Prof. Dr. Birol Kılkış: “Türkiye’de Isı Piyasası Oluşturulmalı”
Prof. Dr. Birol Kılkış, dünyanın küresel ısınma ile felakete sürüklenmesini önleyecek “mühendislik çözümleri”ni, makaleleriyle, seminerleriyle gözler önüne seriyor. Her şey, enerji ihtiyacının, enerjiyi maksimum akıllı kullanan yöntemlerle, çevreyi hassasiyetle gözeten çözümlerle ele alınması için… Birol Hoca, enerji ile ilgili çözümlerin “akılcı bir enerji karması” ile ele alınması gerektiğini öne sürüyor. Yani çözüm; tek bir kaynağa bağlı değil. Çözüm; bütünleşik bir enerji yönetimi, hatta kaynak yönetimi olmalı. Birol Kılkış, bir kez de Termodinamik Dergisi okurları için anlatıyor… Enerji sadece elektrik gücünden kaynaklanmaz. Isı da bir kaynaktır ve ısı piyasası kanunu bir an önce çıkarılmalıdır. Günümüzde artık elektrik gücü, ısı ve soğuk beraber üretilip tüketiliyor. Bu bağlamda elektrik ve ısı piyasaları ayrı ayrı değil tek bir yasa altında “güç ve ısı” (soğuğu da kapsar) piyasaları olarak çıkarılmalı ve uygulanmalı.
Atık ısı… Bolca bulunabilen bir enerji kaynağı, ancak doğru parametrelerle ele alınmalı…

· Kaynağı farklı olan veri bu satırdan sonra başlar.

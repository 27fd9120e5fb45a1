// FilePress - Content-aware file compression
// Copyright (C) 2025 FilePress Contributors
//
// This program is free software: you can redistribute it and/or modify
// it under the terms of the GNU Affero General Public License as published
// by the Free Software Foundation, either version 3 of the License, or
// (at your option) any later version.
//
// This program is distributed in the hope that it will be useful,
// but WITHOUT ANY WARRANTY; without even the implied warranty of
// MERCHANTABILITY or FITNESS FOR A PARTICULAR PURPOSE. See the
// GNU Affero General Public License for more details.

//! Dispatch entry point
//!
//! [`CompressionOrchestrator::run`] is a single linear pass:
//! validate, classify, resolve, execute, wrap. It keeps no state between
//! calls; the only shared resources are the transcoder permit pool and the
//! temp directory inside the registry.

use crate::artifact::{CompressedArtifact, UploadArtifact};
use crate::classify::classify;
use crate::error::{DispatchError, DispatchResult};
use crate::registry::StrategyRegistry;
use crate::report::CompressionReport;
use crate::transcoder::Transcoder;
use bytes::Bytes;
use std::time::Instant;
use tracing::{error, info, info_span, Instrument};

/// Classifies uploads and runs the matching strategy
#[derive(Debug, Clone)]
pub struct CompressionOrchestrator {
    registry: StrategyRegistry,
}

impl CompressionOrchestrator {
    /// Create an orchestrator over `registry`
    pub fn new(registry: StrategyRegistry) -> Self {
        Self { registry }
    }

    /// Orchestrator with default strategies (`ffmpeg` on `PATH`, system temp dir)
    pub fn with_defaults() -> Self {
        Self::new(StrategyRegistry::with_defaults())
    }

    /// Strategy registry
    pub fn registry(&self) -> &StrategyRegistry {
        &self.registry
    }

    /// Transcoder shared by audio/video uploads
    pub fn transcoder(&self) -> &Transcoder {
        self.registry.transcoder()
    }

    /// Compress one upload
    ///
    /// # Errors
    ///
    /// - [`DispatchError::Input`] when the upload has no bytes; no strategy runs
    /// - [`DispatchError::CompressionFailed`] when the selected strategy fails
    pub async fn run(&self, artifact: UploadArtifact) -> DispatchResult<CompressedArtifact> {
        if artifact.is_empty() {
            return Err(DispatchError::input("no file content was provided"));
        }

        let category = classify(&artifact.declared_type, &artifact.file_name);
        let strategy = self.registry.resolve(category);
        let settings = strategy.settings(&artifact);

        let span = info_span!(
            "dispatch",
            file_name = %artifact.file_name,
            declared_type = %artifact.declared_type,
            category = %category,
            mode = %artifact.mode,
        );

        async move {
            let start = Instant::now();
            let output = match strategy.execute(&artifact).await {
                Ok(output) => output,
                Err(e) => {
                    error!(
                        strategy = %strategy.kind(),
                        transcoder = e.is_transcoder(),
                        error = %e,
                        elapsed_ms = start.elapsed().as_millis() as u64,
                        "Compression failed"
                    );
                    return Err(DispatchError::from(e));
                }
            };

            let report = CompressionReport::new(
                category,
                strategy.kind(),
                settings,
                artifact.len(),
                output.len(),
                start.elapsed(),
            );
            info!(
                strategy = %report.strategy,
                settings = %report.settings,
                original_size = report.original_size,
                compressed_size = report.compressed_size,
                elapsed_ms = report.elapsed.as_millis() as u64,
                "Compression finished"
            );

            Ok(CompressedArtifact {
                bytes: Bytes::from(output),
                content_type: artifact.declared_type,
                file_name: artifact.file_name,
                report,
            })
        }
        .instrument(span)
        .await
    }
}

impl Default for CompressionOrchestrator {
    fn default() -> Self {
        Self::with_defaults()
    }
}

#[cfg(test)]
#[allow(clippy::unwrap_used)]
mod tests {
    use super::*;
    use crate::classify::Category;
    use crate::registry::{CodecSettings, StrategyKind};
    use crate::temp::TempResourceManager;
    use crate::transcoder::TranscoderConfig;
    use crate::Mode;

    #[tokio::test]
    async fn test_empty_input_rejected_before_any_strategy() {
        // A transcoder that cannot exist proves the strategy never ran
        let dir = tempfile::TempDir::new().unwrap();
        let registry = StrategyRegistry::new(
            Transcoder::new(TranscoderConfig::with_binary("/nonexistent/ffmpeg")),
            TempResourceManager::new(dir.path()),
        );
        let orchestrator = CompressionOrchestrator::new(registry);

        let err = orchestrator
            .run(UploadArtifact::new(Vec::new(), "video/mp4", "a.mp4", Mode::Max))
            .await
            .unwrap_err();

        assert!(err.is_input());
        assert_eq!(std::fs::read_dir(dir.path()).unwrap().count(), 0);
    }

    #[tokio::test]
    async fn test_generic_preserves_name_and_type() {
        let orchestrator = CompressionOrchestrator::with_defaults();
        let out = orchestrator
            .run(UploadArtifact::new(
                b"abcabcabc".repeat(100),
                "",
                "mystery.xyz",
                Mode::Quality,
            ))
            .await
            .unwrap();

        assert_eq!(out.content_type, "");
        assert_eq!(out.file_name, "mystery.xyz");
        assert_eq!(out.report.category, Category::Generic);
        assert_eq!(out.report.strategy, StrategyKind::GenericBinary);
        assert_eq!(out.report.settings, CodecSettings::Zstd { level: 3 });
        assert_eq!(out.report.original_size, 900);
        assert_eq!(out.report.compressed_size, out.bytes.len());
    }

    #[tokio::test]
    async fn test_strategy_failure_is_normalized() {
        let orchestrator = CompressionOrchestrator::with_defaults();
        let err = orchestrator
            .run(UploadArtifact::new(
                b"not a png".to_vec(),
                "image/png",
                "a.png",
                Mode::Max,
            ))
            .await
            .unwrap_err();

        assert!(err.is_compression_failed());
        assert!(err.to_string().contains("image decode failed"));
    }
}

Türü ne olursa olsun, enerji üretimine hizmet eden santrallerin atık ısıları değerlendirilemez ise atmosfere atılıyor ve bu oldukça önemli ölçüde çevre sorunlarına yol açıyor. Ayrıca santralde üretilen enerjinin üçte ikisini değerlendirmeden havaya ısı olarak atmış oluyorsunuz. Isıl kirlenme, küresel ısınmada artış meydana getiriyor. Bunu ısı olarak kullanmamız halinde doğalgaz tüketimini azaltılabilir, bu gazın yanması sonucu ortaya çıkacak karbon salımlarını önleyebiliriz. Santral atık ısıları, su buharı formunda, yer yüzüne yakın bir yükseltide atmosfere bırakılıyor. Su buharı sera etkisini yaratmak konusunda karbondioksitin en az iki katı olumsuz etkiye sahip. Bunun ivmelendirdiği küresel ısınmanın türlü afetlere yol açtığı artık gayet iyi biliniyor. Enerji santrallerindeki atık ısının atmosfere salımının olumsuzlukları ne yazık ki bunlarla sınırlı değil. Termik santrallerde kullanılan linyit dahil, yer altından hangi madeni, hangi kaynağı yeryüzüne çıkarırsanız, bu kaynaklarda nükleer radyasyon gama ışını eş değeri atıklar bulunduğunu ve bu maddeleri de atmosfere bıraktığımızı göz önüne almalıyız. Bu nedenle türü ne olursa olsun enerji santrallerinin civarında belirli bir emniyetli alanı bırakmanız gerek. Bir santralin hemen yanı başında tarım ve hayvancılık yapmak, gıda güvenliğini tehdit eder. Bu nedenle gereken güvenli alan, santralin türü, bölgenin basınç ve rüzgâr haritaları, iklim gibi birçok parametreye bağlı olarak hesaplanır.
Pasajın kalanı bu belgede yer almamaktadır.